Kapur Singh

Sirdar Kapur Singh, ICS was an eminent Sikh philosopher, theologian, politician-parliamentarian, and a prolific writer of the twentieth century. As a distinguished linguist he had a mastery over English, Gurmukhi, Persian, Arabic and Sanskrit.

1. Birth and education
Kapur Singh was born in a farming family at village Chakk in the district of Ludhiana. His fathers name was Didar Singh. He post-graduated from Government College, Lahore. Later he completed studies in Moral Sciences from Cambridge University.

2. Career in bureaucracy and dismissal
Returning from UK, Kapur Singh joined the Indian Civil Service ICS. After serving at a number of administrative posts under the British raj, he was summarily dismissed from service by Chandu Lal Trivedi, the governor of Punjab, shortly after Indian Independence, while he was serving as the deputy commissioner of Kangra district.
Kapur Singh was incensed at a circular issued by the government that targeted his community. Kapur Singh filed a protest and made the circular public and invited the wrath of Chandu Lal Divedi, the governor of Punjab. The charges leveled against him were of corruption and insubordination. Kapur Singh fought a protracted legal battle but was not restored to the administrative service.
The Circular was CONFIDENTIAL but was disclosed to Akali leader Tara Singh,violating Official Secret Act 1923, who had come and stayed at the residence of Kapur Singh for few weeks. Tara Singh disclosed this matter to PM Nehru, who as an advocate knew the violation of law. The Other Sikh DC at that time was Hardit Singh Malik, ICS. He kept quiet the matter and saved his service! Nehru told this matter to CJI Sinha who instructed judges not to give any relief to Kapur Singh after his dismissal from service.

3. Politics
On insistence of Akali leaders, Kapur Singh joined the Akali politics. In 1962, he was elected to the 3rd Lok Sabha as a candidate of the Swatantra Party from the Ludhiana constituency. In 1969 Kapur Singh was elected to the Vidhan Sabha in the new Punjab state. He also remained the National Professor of Sikhism. His 6 th September,1966 speech of Lok Sabha and Anadpur Sahib resolution of 1973 is magna carta of Sikhs demands and aspirations.

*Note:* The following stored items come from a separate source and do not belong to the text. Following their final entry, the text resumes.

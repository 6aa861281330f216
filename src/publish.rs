// Single-producer/single-consumer publishing slot: "latest wins" handoff
// between the interpreter thread (producer) and the host thread (consumer).
// Deliberately not a queue -- intermediate frames may be dropped, and the
// producer never blocks on the consumer.

use std::sync::{Arc, Mutex};

struct Shared<T> {
    public: Mutex<Option<Box<T>>>,
    free_list: Mutex<Vec<Box<T>>>,
}

pub struct Producer<T> {
    private: Option<Box<T>>,
    shared: Arc<Shared<T>>,
}

pub struct Consumer<T> {
    shared: Arc<Shared<T>>,
}

pub fn channel<T: Default>() -> (Producer<T>, Consumer<T>) {
    let shared = Arc::new(Shared {
        public: Mutex::new(None),
        free_list: Mutex::new(Vec::new()),
    });
    let producer = Producer {
        private: Some(Box::new(T::default())),
        shared: shared.clone(),
    };
    let consumer = Consumer { shared };
    (producer, consumer)
}

impl<T: Default> Producer<T> {
    pub fn current(&mut self) -> &mut T {
        self.private.as_mut().expect("producer always holds a private buffer")
    }

    /// Atomic-exchange the private slot with the public slot; if the prior
    /// public slot was empty (nobody has taken it, or this is the first
    /// publish), recycle from the free list or allocate fresh.
    pub fn publish(&mut self) {
        let finished = self.private.take().expect("producer always holds a private buffer");
        let old_public = {
            let mut public = self.shared.public.lock().unwrap();
            public.replace(finished)
        };
        self.private = Some(match old_public {
            Some(buf) => buf,
            None => {
                let mut free_list = self.shared.free_list.lock().unwrap();
                free_list.pop().unwrap_or_else(|| Box::new(T::default()))
            }
        });
    }
}

impl<T> Consumer<T> {
    /// Atomic-exchange the public slot with `None`. The caller owns the
    /// returned buffer until it calls `return_buffer`.
    pub fn take(&self) -> Option<Box<T>> {
        self.shared.public.lock().unwrap().take()
    }

    pub fn return_buffer(&self, buf: Box<T>) {
        self.shared.free_list.lock().unwrap().push(buf);
    }
}

#[cfg(test)]
mod tests {
    use super::*;

    #[derive(Default)]
    struct Frame {
        number: u64,
    }

    #[test]
    fn consumer_never_sees_a_stale_frame_number() {
        let (mut producer, consumer) = channel::<Frame>();
        let mut last_seen = 0u64;
        for n in 1..=5u64 {
            producer.current().number = n;
            producer.publish();
            if let Some(frame) = consumer.take() {
                assert!(frame.number > last_seen);
                last_seen = frame.number;
                consumer.return_buffer(frame);
            }
        }
        assert_eq!(last_seen, 5);
    }

    #[test]
    fn publish_without_consumer_reuses_the_same_buffer() {
        let (mut producer, consumer) = channel::<Frame>();
        producer.current().number = 1;
        producer.publish();
        producer.current().number = 2;
        producer.publish();
        let frame = consumer.take().unwrap();
        assert_eq!(frame.number, 2);
    }
}
impl Cartridge {
    pub fn from_bytes(rom: Vec<u8>, now: DateTime<Utc>) -> CoreResult<Self> {
        let header = CartridgeHeader::parse(&rom)?;
        let ram_len = if header.memory_controller_kind == MbcKind::Mbc2 {
            512
        } else {
            header.ram_size_bytes as usize
        };
        let state = match header.memory_controller_kind {
            MbcKind::RomOnly => MbcState::RomOnly,
            MbcKind::Mbc1 => MbcState::Mbc1 {
                rom_bank: 1,
                ram_bank_or_upper: 0,
                ram_enabled: false,
                banking_mode: 0,
            },
            MbcKind::Mbc2 => MbcState::Mbc2 {
                rom_bank: 1,
                ram_enabled: false,
            },
            MbcKind::Mbc3 => MbcState::Mbc3 {
                rom_bank: 1,
                ram_bank: 0,
                selected_rtc_register: None,
                ram_enabled: false,
                rtc: Rtc::new(now),
            },
            MbcKind::Mbc5 => MbcState::Mbc5 {
                rom_bank: 1,
                ram_bank: 0,
                ram_enabled: false,
            },
        };
        Ok(Cartridge {
            rom,
            ram: vec![0; ram_len],
            header,
            state,
            ram_dirty: false,
        })
    }

    pub fn has_rtc(&self) -> bool {
        matches!(self.state, MbcState::Mbc3 { .. }) && self.header.has_timer
    }

    pub fn load_ram(&mut self, bytes: &[u8]) {
        let n = bytes.len().min(self.ram.len());
        self.ram[..n].copy_from_slice(&bytes[..n]);
    }

    pub fn save_ram(&self) -> &[u8] {
        &self.ram
    }

    pub fn load_rtc(&mut self, bytes: &[u8; 12], now: DateTime<Utc>) {
        if let MbcState::Mbc3 { rtc, .. } = &mut self.state {
            *rtc = Rtc::load_bytes(bytes, now);
        }
    }

    pub fn save_rtc(&self, now: DateTime<Utc>) -> Option<[u8; 12]> {
        match &self.state {
            MbcState::Mbc3 { rtc, .. } => Some(rtc.save_bytes(now)),
            _ => None,
        }
    }

    fn rom_bank_index(&self) -> usize {
        let raw = match &self.state {
            MbcState::RomOnly => 1,
            MbcState::Mbc1 {
                rom_bank,
                ram_bank_or_upper,
                banking_mode,
                ..
            } => {
                let low = if *rom_bank == 0 { 1 } else { *rom_bank } as usize;
                if *banking_mode == 0 {
                    low | ((*ram_bank_or_upper as usize) << 5)
                } else {
                    low
                }
            }
            MbcState::Mbc2 { rom_bank, .. } => {
                if *rom_bank == 0 {
                    1
                } else {
                    *rom_bank as usize
                }
            }
            MbcState::Mbc3 { rom_bank, .. } => {
                if *rom_bank == 0 {
                    1
                } else {
                    *rom_bank as usize
                }
            }
            MbcState::Mbc5 { rom_bank, .. } => *rom_bank as usize,
        };
        raw % self.header.rom_bank_count.max(1) as usize
    }

    pub fn read_rom(&self, addr: u16) -> u8 {
        let offset = if addr < 0x4000 {
            addr as usize
        } else {
            self.rom_bank_index() * 0x4000 + (addr as usize - 0x4000)
        };
        self.rom.get(offset).copied().unwrap_or(0xFF)
    }

    pub fn write_rom(&mut self, addr: u16, value: u8, now: DateTime<Utc>) {
        match &mut self.state {
            MbcState::RomOnly => {}
            MbcState::Mbc1 {
                rom_bank,
                ram_bank_or_upper,
                ram_enabled,
                banking_mode,
            } => match addr {
                0x0000..=0x1FFF => *ram_enabled = value & 0x0F == 0x0A,
                0x2000..=0x3FFF => *rom_bank = value & 0x1F,
                0x4000..=0x5FFF => *ram_bank_or_upper = value & 0x03,
                0x6000..=0x7FFF => *banking_mode = value & 0x01,
                _ => {}
            },
            MbcState::Mbc2 { rom_bank, ram_enabled } => {
                if addr < 0x4000 {
                    if addr & 0x0100 == 0 {
                        *ram_enabled = value & 0x0F == 0x0A;
                    } else {
                        *rom_bank = value & 0x0F;
                    }
                }
            }
            MbcState::Mbc3 {
                rom_bank,
                ram_bank,
                selected_rtc_register,
                ram_enabled,
                rtc,
            } => match addr {
                0x0000..=0x1FFF => *ram_enabled = value & 0x0F == 0x0A,
                0x2000..=0x3FFF => *rom_bank = value & 0x7F,
                0x4000..=0x5FFF => {
                    if value <= 0x03 {
                        *ram_bank = value;
                        *selected_rtc_register = None;
                    } else if (0x08..=0x0C).contains(&value) {
                        *selected_rtc_register = Some(value);
                    }
                }
                0x6000..=0x7FFF => rtc.latch(value & 1, now),
                _ => {}
            },
            MbcState::Mbc5 {
                rom_bank,
                ram_bank,
                ram_enabled,
            } => match addr {
                0x0000..=0x1FFF => *ram_enabled = value & 0x0F == 0x0A,
                0x2000..=0x2FFF => *rom_bank = (*rom_bank & 0x100) | value as u16,
                0x3000..=0x3FFF => *rom_bank = (*rom_bank & 0xFF) | (((value & 1) as u16) << 8),
                0x4000..=0x5FFF => *ram_bank = value & 0x0F,
                _ => {}
            },
        }
    }

    pub fn read_ram(&mut self, addr: u16) -> u8 {
        match &self.state {
            MbcState::RomOnly => 0xFF,
            MbcState::Mbc1 {
                ram_enabled,
                ram_bank_or_upper,
                banking_mode,
                ..
            } => {
                if !ram_enabled || self.ram.is_empty() {
                    return 0xFF;
                }
                let bank = if *banking_mode == 1 {
                    *ram_bank_or_upper as usize
                } else {
                    0
                };
                let off = bank * 0x2000 + (addr as usize - 0xA000);
                self.ram.get(off % self.ram.len().max(1)).copied().unwrap_or(0xFF)
            }
            MbcState::Mbc2 { ram_enabled, .. } => {
                if !ram_enabled {
                    return 0xFF;
                }
                let idx = (addr as usize - 0xA000) % 512;
                0xF0 | self.ram[idx]
            }
            MbcState::Mbc3 {
                ram_enabled,
                ram_bank,
                selected_rtc_register,
                rtc,
                ..
            } => {
                if let Some(reg) = selected_rtc_register {
                    return rtc.read_register(*reg);
                }
                if !ram_enabled || self.ram.is_empty() {
                    return 0xFF;
                }
                let off = *ram_bank as usize * 0x2000 + (addr as usize - 0xA000);
                self.ram.get(off % self.ram.len().max(1)).copied().unwrap_or(0xFF)
            }
            MbcState::Mbc5 {
                ram_enabled, ram_bank, ..
            } => {
                if !ram_enabled || self.ram.is_empty() {
                    return 0xFF;
                }
                let off = *ram_bank as usize * 0x2000 + (addr as usize - 0xA000);
                self.ram.get(off % self.ram.len().max(1)).copied().unwrap_or(0xFF)
            }
        }
    }

    pub fn write_ram(&mut self, addr: u16, value: u8, now: DateTime<Utc>) {
        match &mut self.state {
            MbcState::RomOnly => {}
            MbcState::Mbc1 {
                ram_enabled,
                ram_bank_or_upper,
                banking_mode,
                ..
            } => {
                if !*ram_enabled || self.ram.is_empty() {
                    return;
                }
                let bank = if *banking_mode == 1 {
                    *ram_bank_or_upper as usize
                } else {
                    0
                };
                let len = self.ram.len();
                let off = (bank * 0x2000 + (addr as usize - 0xA000)) % len.max(1);
                self.ram[off] = value;
                self.ram_dirty = true;
            }
            MbcState::Mbc2 { ram_enabled, .. } => {
                if !*ram_enabled {
                    return;
                }
                let idx = (addr as usize - 0xA000) % 512;
                self.ram[idx] = value & 0x0F;
                self.ram_dirty = true;
            }
            MbcState::Mbc3 {
                ram_enabled,
                ram_bank,
                selected_rtc_register,
                rtc,
                ..
            } => {
                if let Some(reg) = *selected_rtc_register {
                    rtc.write_register(reg, value, now);
                    self.ram_dirty = true;
                    return;
                }
                if !*ram_enabled || self.ram.is_empty() {
                    return;
                }
                let len = self.ram.len();
                let off = (*ram_bank as usize * 0x2000 + (addr as usize - 0xA000)) % len.max(1);
                self.ram[off] = value;
                self.ram_dirty = true;
            }
            MbcState::Mbc5 {
                ram_enabled, ram_bank, ..
            } => {
                if !*ram_enabled || self.ram.is_empty() {
                    warn!("write to disabled/unmapped MBC5 RAM at 0x{addr:04X}");
                    return;
                }
                let len = self.ram.len();
                let off = (*ram_bank as usize * 0x2000 + (addr as usize - 0xA000)) % len.max(1);
                self.ram[off] = value;
                self.ram_dirty = true;
            }
        }
    }
}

4. Support of Sikh dharma mission in the West
Kapur Singh made a significant and important contribution to the missionary work of Harbhajan Singh Khalsa outside of India. In April 1979, he went to Los Angeles, where he addressed the Khalsa Council of Sikh Dharma of the Western Hemisphere later renamed "Sikh Dharma". In his presentation, he assured the members of the administrative body that while their administrative titles and regalia might differ from contemporary SGPC practice, they fit in well with the overall arch of Sikh history which often was characterized by a diversity of flags among its constituent organizations or "missals." Bhai Sahib also referenced a prophesy of Guru Gobind Singh that Khalsa would rise in the West.

5. Writings
Kapur Singh was a prolific writer. The books written in English by him include Parasaraprasna a classic treatise on Sikhism, The Sacred Writings of the Sikhs a UNESCO publication, Me Judice English Miscellany, Contributions of Guru Nanak, The Hour of Sword, Guru Arjan and Sukhmani. Hashish poems, Saptsaring Biographies, Bahu Vistaar Essays, Pudrik Essays and Mansur-al-Hallaj Monograph of a Sufi saint. His works have also been published by Guru Nanak Dev University, Amritsar and Punjabi University, Patiala. He is also believed to have scripted the Anandpur Sahib Resolution of the Akali Dal. His SACHI SAKHI of 1979 is most read book on Punjab and Sikhs politics.